Он был совершенно трезв, и его разговор очень выигрывал от этого в связности и логичности, хотя тот абстрактный и книжный его характер, к которому трудно было привыкнуть, был еще более подчеркнут, чем всегда. Со стороны получалось впечатление, что он читает наизусть отрывки из ненаписанного трактата, – именно эта отвлеченность его речи создала ему в кафе, где его собеседники были чаще всего простые люди, репутацию сумасшедшего.

– Сравнительный метод, – сказал он, – во взгляде на различные состояния одного и того же человека в разные периоды его жизни есть один из важнейших элементов, почти непогрешимый критерий практического суждения. Если мы умеем удержаться от неизбежно напрашивающихся легких эффектов, имеющих свою бесспорную ценность в литературе, но абсолютно недопустимых в построениях бескорыстного суждения, то результаты такого исследования почти всегда бывают плодотворны.

– Легкий эффект в данном случае – это, конечно, «величие и упадок».

– Легкий – и неправильный. Потому что в теперешнем состоянии Ральди, которую следует считать замечательной женщиной, – есть соединение тех элементов, которые обусловили ее великолепное и бессмысленное, с практической точки зрения, существование.

Мы спускались по авеню Марсо, и я продолжал с наслаждением шагать в эту прозрачную, безмолвную и светлую ночь. Париж спал глубоким сном в этот час; и проходя мимо неплотно затворенных ставен одной из квартир на первом этаже, мы услышали чей-то явственный храп, со вздохами и очень короткими паузами. – Я предполагаю, что это консьерж, – сказал Платон. По другой стороне улицы, навстречу нам, неверной и заплетающейся походкой прошел бедно одетый и совершенно пьяный человек. Его появление тотчас же вызвало у меня такую явную, такую неотразимую ассоциацию, что я не успел овладеть собой и спросил, хотя понимал, что этого не следует делать:

– Платон, отчего вы пьете?

Он сделал несколько шагов, не отвечая, потом сказал:

– Вот и в данном случае большинством людей эта проблема решается неправильно. Истина, печальность которой я не собираюсь отрицать, заключается в следующем: мы алкоголики не потому, что мы пьем, нет; мы пьем оттого, что мы алкоголики.
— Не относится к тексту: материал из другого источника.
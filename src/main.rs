use axum::{
    Json, Router,
    http::{HeaderName, HeaderValue, Method, Request, Response, StatusCode, Uri, header},
    routing::get,
};
use tower::limit::ConcurrencyLimitLayer;
use tower_http::cors::{Any, CorsLayer};
use tower_http::limit::RequestBodyLimitLayer;
use tower_http::request_id::{MakeRequestUuid, PropagateRequestIdLayer, SetRequestIdLayer};
use tower_http::trace::TraceLayer;
use tracing_subscriber::{layer::SubscriberExt, util::SubscriberInitExt};

use std::{net::SocketAddr, sync::Arc, time::Duration};

use storefront_api::{
    config::AppConfig,
    db::{create_pool, run_migrations},
    payment::StripeGateway,
    response::ApiResponse,
    routes::{create_api_router, doc::scalar_docs, health},
    seed,
    state::AppState,
};

#[tokio::main]
async fn main() -> anyhow::Result<()> {
    dotenvy::dotenv().ok();
    tracing_subscriber::registry()
        .with(
            tracing_subscriber::EnvFilter::try_from_default_env()
                .unwrap_or_else(|_| "info,storefront_api=debug".into()),
        )
        .with(tracing_subscriber::fmt::layer())
        .init();

    let config = AppConfig::from_env()?;
    let pool = create_pool(&config.database_url, config.db_max_connections).await?;

    run_migrations(&pool).await?;
    if config.seed_on_start {
        seed::run(&pool).await?;
    }

    let payments = Arc::new(StripeGateway::new(
        config.stripe_secret_key.clone(),
        &config.stripe_api_base,
    ));
    let cors_layer = cors_layer(config.frontend_url.as_deref())?;
    let addr = SocketAddr::from((config.host.parse::<std::net::IpAddr>()?, config.port));
    let state = AppState::new(pool, config, payments);

    let api_router = create_api_router();
    let concurrency_limit_layer = ConcurrencyLimitLayer::new(100);

    let request_id_header = HeaderName::from_static("x-request-id");
    let trace_layer = TraceLayer::new_for_http()
        .make_span_with(|request: &Request<_>| {
            let request_id = request
                .headers()
                .get("x-request-id")
                .and_then(|value| value.to_str().ok())
                .unwrap_or("-");
            tracing::info_span!(
                "http_request",
                method = %request.method(),
                uri = %request.uri(),
                request_id = %request_id
            )
        })
        .on_request(|request: &Request<_>, _span: &tracing::Span| {
            tracing::info!(
                method = %request.method(),
                uri = %request.uri(),
                "request started"
            );
        })
        .on_response(|response: &Response<_>, latency: Duration, _span: &tracing::Span| {
            tracing::info!(
                status = %response.status(),
                ms = %latency.as_millis(),
                "request finished"
            );
        });

    let app = Router::new()
        .route("/health", get(health::health_check))
        .nest("/api/v1", api_router)
        .merge(scalar_docs())
        .fallback(not_found)
        .layer(trace_layer)
        .layer(cors_layer)
        .layer(PropagateRequestIdLayer::new(request_id_header.clone()))
        .layer(SetRequestIdLayer::new(request_id_header, MakeRequestUuid))
        .layer(RequestBodyLimitLayer::new(1024 * 1024))
        .layer(concurrency_limit_layer)
        .with_state(state);

    tracing::info!("listening on {}", addr);

    axum::serve(tokio::net::TcpListener::bind(addr).await?, app).await?;

    Ok(())
}

/// Credentialed CORS for the configured storefront, or any origin when none is set.
fn cors_layer(frontend_url: Option<&str>) -> anyhow::Result<CorsLayer> {
    let layer = CorsLayer::new()
        .allow_methods([
            Method::GET,
            Method::POST,
            Method::PUT,
            Method::DELETE,
            Method::OPTIONS,
        ])
        .max_age(Duration::from_secs(3600));

    Ok(match frontend_url {
        Some(url) => layer
            .allow_origin(HeaderValue::from_str(url.trim_end_matches('/'))?)
            .allow_headers([header::AUTHORIZATION, header::CONTENT_TYPE])
            .allow_credentials(true),
        None => layer.allow_origin(Any).allow_headers(Any),
    })
}

async fn not_found(uri: Uri) -> (StatusCode, Json<ApiResponse<serde_json::Value>>) {
    let body = ApiResponse::failure(
        "Not Found",
        Some(serde_json::json!({ "path": uri.path() })),
    );
    (StatusCode::NOT_FOUND, Json(body))
}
Но меня уже охватило раскаяние, и я не хотел продолжать этот разговор, который я считал тягостным для Платона, хотя впоследствии я понял, что это было неверно; он был тягостен для меня, Платон же давно ушел из того мира мгновенных и сильных сожалений, в котором я задыхался всю мою жизнь.

– Мы говорили о Ральди, – сказал он. – Чем объясняется ее удивительная карьера? Каким образом простая французская девушка из Тулона, говорившая с сильным южным акцентом, следов которого вы тщетно стали бы искать в ее теперешней речи, могла стать на некоторое время одной из самых блестящих женщин Парижа и почему ее благосклонности добивались очень богатые и титулованные люди, которые дрались из-за нее на дуэли?

– Я очень низкого мнения о вкусе этих людей, Платон, – сказал я. – Тот факт, что ее выбрал сначала герцог, потом король, потом геморроидальный сенатор, мне ни в какой степени не кажется убедительным. Вы знаете так же хорошо, как и я, что это могли быть люди, эстетическое чувство которых было не более изощренным, чем эстетическое чувство крестьянина или мастерового.